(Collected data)
*** Block opens ***

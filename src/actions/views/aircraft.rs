use chrono::{DateTime, Utc};
use serde::{Deserialize, Serialize};
use ts_rs::TS;

use crate::geometry::{LonLat, MapPoint};
use crate::marker_style::{self, MarkerStyle, StyleConfig};
use crate::tracker::data_source::display_label;
use crate::tracker::{Aircraft, Altitude, DataSource, Segment};

/// Receiver clock (seconds since the epoch) as a UTC timestamp
fn receiver_time(secs: f64) -> Option<DateTime<Utc>> {
    if secs <= 0.0 {
        return None;
    }
    DateTime::from_timestamp(secs.trunc() as i64, (secs.fract() * 1e9) as u32)
}

/// One marker on the map
#[derive(Debug, Clone, Serialize, Deserialize, TS)]
#[ts(export, export_to = "../web/src/lib/types/generated/")]
#[serde(rename_all = "camelCase")]
pub struct AircraftMarkerView {
    pub icao: String,
    pub name: String,
    pub position: LonLat,
    /// Position in map space
    pub point: MapPoint,
    #[ts(type = "number | \"ground\" | null")]
    pub altitude: Option<Altitude>,
    pub data_source: Option<DataSource>,
    pub selected: bool,
    pub style: MarkerStyle,
    /// Bumped whenever the trail changes
    pub trail_revision: u64,
}

impl AircraftMarkerView {
    /// `None` for aircraft without a position
    pub fn from_aircraft(aircraft: &Aircraft, style: &StyleConfig) -> Option<Self> {
        let position = aircraft.position?;
        Some(Self {
            icao: aircraft.icao.clone(),
            name: aircraft.name.clone(),
            position,
            point: position.project(),
            altitude: aircraft.altitude,
            data_source: aircraft.data_source,
            selected: aircraft.selected,
            style: marker_style::marker_style(aircraft, style),
            trail_revision: aircraft.track_history().revision(),
        })
    }
}

/// One trail segment, in map space
#[derive(Debug, Clone, Serialize, Deserialize, TS)]
#[ts(export, export_to = "../web/src/lib/types/generated/")]
#[serde(rename_all = "camelCase")]
pub struct SegmentView {
    pub points: Vec<MapPoint>,
    pub estimated: bool,
    pub ground: bool,
    #[ts(type = "number | \"ground\" | null")]
    pub altitude: Option<Altitude>,
    #[ts(type = "number | \"ground\" | null")]
    pub alt_real: Option<Altitude>,
    pub speed: Option<f64>,
    pub color: String,
}

impl SegmentView {
    pub fn from_segment(segment: &Segment, style: &StyleConfig) -> Self {
        Self {
            points: segment.points().to_vec(),
            estimated: segment.estimated,
            ground: segment.ground,
            altitude: segment.altitude,
            alt_real: segment.alt_real,
            speed: segment.speed,
            color: marker_style::trail_color(segment, &style.palette),
        }
    }
}

/// Link from the last committed trail point to the live position
#[derive(Debug, Clone, Serialize, Deserialize, TS)]
#[ts(export, export_to = "../web/src/lib/types/generated/")]
#[serde(rename_all = "camelCase")]
pub struct ElasticView {
    pub from: MapPoint,
    pub to: MapPoint,
    pub color: String,
}

/// Full state of one aircraft, including its trail
#[derive(Debug, Clone, Serialize, Deserialize, TS)]
#[ts(export, export_to = "../web/src/lib/types/generated/")]
#[serde(rename_all = "camelCase")]
pub struct AircraftDetailView {
    pub icao: String,
    pub name: String,
    pub registration: Option<String>,
    pub icao_type: Option<String>,
    pub type_description: Option<String>,
    pub wtc: Option<String>,
    pub category: Option<String>,
    pub flight: Option<String>,
    pub squawk: Option<String>,
    pub emergency: Option<String>,
    pub data_source: Option<DataSource>,
    /// Source label: the raw address type when known
    pub source_label: String,
    pub source_rank: u8,

    pub position: Option<LonLat>,
    #[ts(type = "number | \"ground\" | null")]
    pub altitude: Option<Altitude>,
    #[ts(type = "number | \"ground\" | null")]
    pub alt_baro: Option<Altitude>,
    #[ts(type = "number | \"ground\" | null")]
    pub alt_geom: Option<Altitude>,
    pub on_ground: bool,
    pub speed: Option<f64>,
    pub ias: Option<f64>,
    pub tas: Option<f64>,
    pub mach: Option<f64>,
    pub roll: Option<f64>,
    pub track: Option<f64>,
    pub track_rate: Option<f64>,
    pub true_heading: Option<f64>,
    pub mag_heading: Option<f64>,
    pub vert_rate: Option<f64>,
    pub baro_rate: Option<f64>,
    pub geom_rate: Option<f64>,
    pub nav_altitude: Option<f64>,
    pub nav_heading: Option<f64>,
    pub nav_qnh: Option<f64>,
    pub nav_modes: Option<Vec<String>>,

    pub nac_p: Option<u8>,
    pub nac_v: Option<u8>,
    pub nic_baro: Option<u8>,
    pub sil: Option<u8>,
    pub sil_type: Option<String>,
    pub rc: Option<f64>,
    pub version: Option<u8>,
    pub messages: Option<u64>,
    pub rssi: Option<f64>,
    pub site_distance: Option<f64>,

    pub seen: f64,
    pub seen_pos: f64,
    pub last_message_at: Option<DateTime<Utc>>,
    pub position_at: Option<DateTime<Utc>>,

    pub selected: bool,
    pub visible: bool,
    pub style: MarkerStyle,
    pub history_size: usize,
    pub segments: Vec<SegmentView>,
    pub elastic: Option<ElasticView>,
}

impl AircraftDetailView {
    pub fn from_aircraft(aircraft: &Aircraft, style: &StyleConfig) -> Self {
        let history = aircraft.track_history();
        let elastic = match (history.current(), aircraft.position) {
            (Some(current), Some(position)) => current.last_point().map(|from| ElasticView {
                from: *from,
                to: position.project(),
                color: marker_style::trail_color(current, &style.palette),
            }),
            _ => None,
        };

        Self {
            icao: aircraft.icao.clone(),
            name: aircraft.name.clone(),
            registration: aircraft.registration.clone(),
            icao_type: aircraft.icao_type.clone(),
            type_description: aircraft.type_description.clone(),
            wtc: aircraft.wtc.clone(),
            category: aircraft.category.clone(),
            flight: aircraft.flight.clone(),
            squawk: aircraft.squawk.clone(),
            emergency: aircraft
                .squawk
                .as_deref()
                .and_then(marker_style::special_squawk)
                .map(|s| s.text.to_string()),
            data_source: aircraft.data_source,
            source_label: display_label(aircraft.data_source, aircraft.addr_type.as_deref()),
            source_rank: DataSource::sort_rank(aircraft.data_source),
            position: aircraft.position,
            altitude: aircraft.altitude,
            alt_baro: aircraft.alt_baro,
            alt_geom: aircraft.alt_geom,
            on_ground: aircraft.on_ground,
            speed: aircraft.speed,
            ias: aircraft.ias,
            tas: aircraft.tas,
            mach: aircraft.mach,
            roll: aircraft.roll,
            track: aircraft.track,
            track_rate: aircraft.track_rate,
            true_heading: aircraft.true_heading,
            mag_heading: aircraft.mag_heading,
            vert_rate: aircraft.vert_rate,
            baro_rate: aircraft.baro_rate,
            geom_rate: aircraft.geom_rate,
            nav_altitude: aircraft.nav_altitude,
            nav_heading: aircraft.nav_heading,
            nav_qnh: aircraft.nav_qnh,
            nav_modes: aircraft.nav_modes.clone(),
            nac_p: aircraft.nac_p,
            nac_v: aircraft.nac_v,
            nic_baro: aircraft.nic_baro,
            sil: aircraft.sil,
            sil_type: aircraft.sil_type.clone(),
            rc: aircraft.rc,
            version: aircraft.version,
            messages: aircraft.messages,
            rssi: aircraft.rssi,
            site_distance: aircraft.site_distance,
            seen: aircraft.seen,
            seen_pos: aircraft.seen_pos,
            last_message_at: receiver_time(aircraft.last_message_time),
            position_at: aircraft
                .position
                .and_then(|_| receiver_time(aircraft.position_time)),
            selected: aircraft.selected,
            visible: aircraft.visible,
            style: marker_style::marker_style(aircraft, style),
            history_size: aircraft.history_size,
            segments: history
                .segments()
                .iter()
                .map(|s| SegmentView::from_segment(s, style))
                .collect(),
            elastic,
        }
    }
}

/// Body of `PUT /api/selection`; `null` clears the selection
#[derive(Debug, Clone, Serialize, Deserialize, TS)]
#[ts(export, export_to = "../web/src/lib/types/generated/")]
pub struct SelectionRequest {
    pub icao: Option<String>,
}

*** Block closes ***

• [Aim of the task]: Could you filter the entries above for lines holding the string "DataSource" and copy them?

• [Exercise result]:
use crate::tracker::{Aircraft, Altitude, DataSource, Segment};
    pub data_source: Option<DataSource>,
    pub data_source: Option<DataSource>,
            source_rank: DataSource::sort_rank(aircraft.data_source),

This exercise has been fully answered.